Fighting fires with data

How data can give emergency services an edge

With far greater government attention to field data processing and communications, fire and emergency services can better handle some of the more bizarre and dangerous situations they encounter.

This is the message of Netherlands-based fire data consultancy Netage, run by Bart van Leeuwen, a senior firefighter with the City of Amsterdam Fire Department.

Australian government agencies are mulling over some of the Van Leeuwen prescriptions following a presentation earlier this year at AFAC17, the annual conference of the Australasian Fire and Emergency Service Authorities Council.

The invitation for Van Leeuwen to present came from Australian emergency specialists who heard him at similar conferences in North America earlier in the year.

Netage has been operating from a village close to Utrecht for the last decade, taking its message of linked data and smart emergency services to clients around the world.

Two themes of the Netage computing doctrines are giving operational fire crews quick data on the run for critical, unusual events — outliers, in statistical parlance — and developing a common definitional language for firefighting terms, for use by data preparation experts.

As a new recruit to firefighting in the Netherlands, Van Leeuwen was told by his assigned mentor that the department never received normal calls.

Take, for example, a call to a residence where the occupants were waiting for an interstellar mothership to transport them to another star system, and didn’t seem to share the arriving firefighters’ preoccupation with a blaze flaring up in the kitchen in the here and now.

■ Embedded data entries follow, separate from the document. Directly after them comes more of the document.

use std::fs;
use serde_json::Value;
use jsonschema::JSONSchema;
use vex_diagnostics::{Diagnostic, DiagnosticEngine, ErrorLevel, Span};

#[test]
fn test_diagnostics_json_against_schema() {
    let mut engine = DiagnosticEngine::new();

    // Create a sample diagnostic with suggestion and related
    let span = Span::new("main.vx".to_string(), 2, 5, 3);
    let suggestion_span = span.clone();
    let related_span = Span::new("lib.vx".to_string(), 4, 2, 4);

    let diag = Diagnostic::error("E0425", "cannot find value `foo` in this scope".to_string(), span.clone())
        .with_help("did you mean `foo_bar`?".to_string())
        .with_primary_label("undefined variable".to_string())
        .with_suggestion("rename to foo_bar".to_string(), "foo_bar".to_string(), suggestion_span)
        .with_related(related_span, "declared here".to_string());

    engine.emit(diag);

    // Emit JSON
    let json = engine.to_json();

    // Parse JSON
    let v: Value = serde_json::from_str(&json).expect("valid json");

    // Load schema
    let schema_str = fs::read_to_string("schemas/diagnostic.schema.json").expect("schema exists");
    let schema_json: Value = serde_json::from_str(&schema_str).expect("valid schema");
    let compiled = JSONSchema::compile(&schema_json).expect("valid schema compiles");

    // Validate
    let result = compiled.validate(&v);
    if let Err(errors) = result {
        for err in errors {
            panic!("Schema validation error: {}", err);
        }
    }
}
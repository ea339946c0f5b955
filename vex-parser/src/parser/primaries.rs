// Primary expression parsing
// This module handles literals, identifiers, arrays, tuples, and parenthesized expressions

use super::*;
use vex_lexer::Token;
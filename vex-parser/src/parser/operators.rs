// Expression operator parsing
// This module handles operator precedence and binary/unary operations

use super::*;
use vex_lexer::Token;
// Convert Vex compiler diagnostics to LSP diagnostics

use tower_lsp::lsp_types::*;
use vex_compiler::{Diagnostic as VexDiagnostic, ErrorLevel, Span as VexSpan};

/// Convert Vex diagnostic to LSP diagnostic
pub fn vex_to_lsp_diagnostic(diag: &VexDiagnostic) -> Diagnostic {
    Diagnostic {
        range: span_to_range(&diag.span),
        severity: Some(error_level_to_severity(diag.level)),
        code: Some(NumberOrString::String(diag.code.clone())),
        source: Some("vex".to_string()),
        message: diag.message.clone(),
        related_information: diag
            .notes
            .iter()
            .map(|note| DiagnosticRelatedInformation {
                location: Location {
                    uri: Url::parse(&format!("file://{}", diag.span.file)).unwrap(),
                    range: span_to_range(&diag.span),
                },
                message: note.clone(),
            })
            .collect::<Vec<_>>()
            .into(),
        ..Default::default()
    }
}

/// Convert Vex span to LSP range
fn span_to_range(span: &VexSpan) -> Range {
    Range {
        start: Position {
            line: (span.line.saturating_sub(1)) as u32,
            character: (span.column.saturating_sub(1)) as u32,
        },
        end: Position {
            line: (span.line.saturating_sub(1)) as u32,
            character: (span.column + span.length).saturating_sub(1) as u32,
        },
    }
}

/// Convert Vex error level to LSP severity
fn error_level_to_severity(level: ErrorLevel) -> DiagnosticSeverity {
    match level {
        ErrorLevel::Error => DiagnosticSeverity::ERROR,
        ErrorLevel::Warning => DiagnosticSeverity::WARNING,
        ErrorLevel::Note => DiagnosticSeverity::INFORMATION,
        ErrorLevel::Help => DiagnosticSeverity::HINT,
    }
}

After that, it probably seemed relatively mundane to attend an emergency at a home where the owner had a collection of more than 400 vacuum cleaners.

When it comes to succinct but accurate and informative data quickly processed and transmitted to field crews, how do you characterise a plane crash on a railway line just short of a road underpass? Is it a fire on a railway, a plane crash, an accident near a bridge over a road?

A voice operator might handle it in a few pithy words, but an automated data processing system needs to have some carefully thought-out protocols to present all that clearly.

As a Dutch operation selling to more than a few agencies in English-language jurisdictions, the Netage consultancy is keen on winnowing out a lot of conflicting firefighting terminology.

For example, just among the fire specialist audience at one talk, scalers for some were roof ladders for others; some drove water tankers but others had water tenders; some would hang a plug where others would hit the hydrant; and what was a hood tool for one lot was a ray tool for another (named after the person who introduced its use).

After several years’ work, the Dutch have assembled a “Firebrary”, a standard dictionary of agreed firefighting terminology.

The concept of linked data extends to the Internet of Things; that is, the developing definitions and protocols facilitating routine transfers of data between different items of machinery, equipment and installations.

New Amsterdam fire trucks are “open data fire engines” that report how much water they are using, how full their tanks are, how much diesel fuel is left, are there toxic fumes in the air, in what concentrations and other useful field data.

In Australia, recent improvements in government data processing, information handling and telecommunications systems include satellite-based position-finding and timing, and rationalisation of disparate computer systems.

Familiar big names such as IBM, SAP, Motorola, Oracle have handled massive hardware investments, and migration of huge banks of data. The Dutch fire data system is a complementary, cloud-based concept, a definitional and software-oriented offering designed to be added to and work with other suppliers’ basic infrastructure.

The sort of data firefighters could use in a hurry covers a wide range of database systems, infrastructure, software, communications protocols, information structure and definitions. It could be map databases, housing records, building usage limits, storage whereabouts of hazchem items, layouts of real estate locations, ownership records, and details of temporary road closures.

Various semantic web technologies are integral to most of the output of Van Leeuwin’s firefighting data work.

“It’s huge volumes of data, hundreds of gigabytes,” Van Leeuwen explained during an interview in Sydney. The company has never invested in hardware, instead minimising capital costs by relying on cloud-based infrastructure.

“It offloads the maintenance burden,” he said. “Even if potential new clients want a test, you only have to hire time for the actual test.”

“The reason I stick to fire is that there are very few people that understand the fire industry,” Van Leeuwen. “The innovation comes from introducing them to computing. We apply existing technologies.”

He said his message had found a receptive audience in Australia.

“I have a feeling I’ll be back at some date,” he said. “The good thing is that all the people I talk to say it needs to be done, making better use of data. We could use data for community risk reduction.”

He argues this still requires some evolution in the mindsets of working firefighters and emergency personnel, not just in Australia, but in North America and Europe as well.

“It is time for the fire services to include learning about computer issues and data in their training,” he argued.

“In the US you need either a Masters or a PhD for higher executive levels in firefighting, but there’s nothing on data science.

“It’s not an accepted part of the curriculum in Europe. People are not listening yet, but they will.”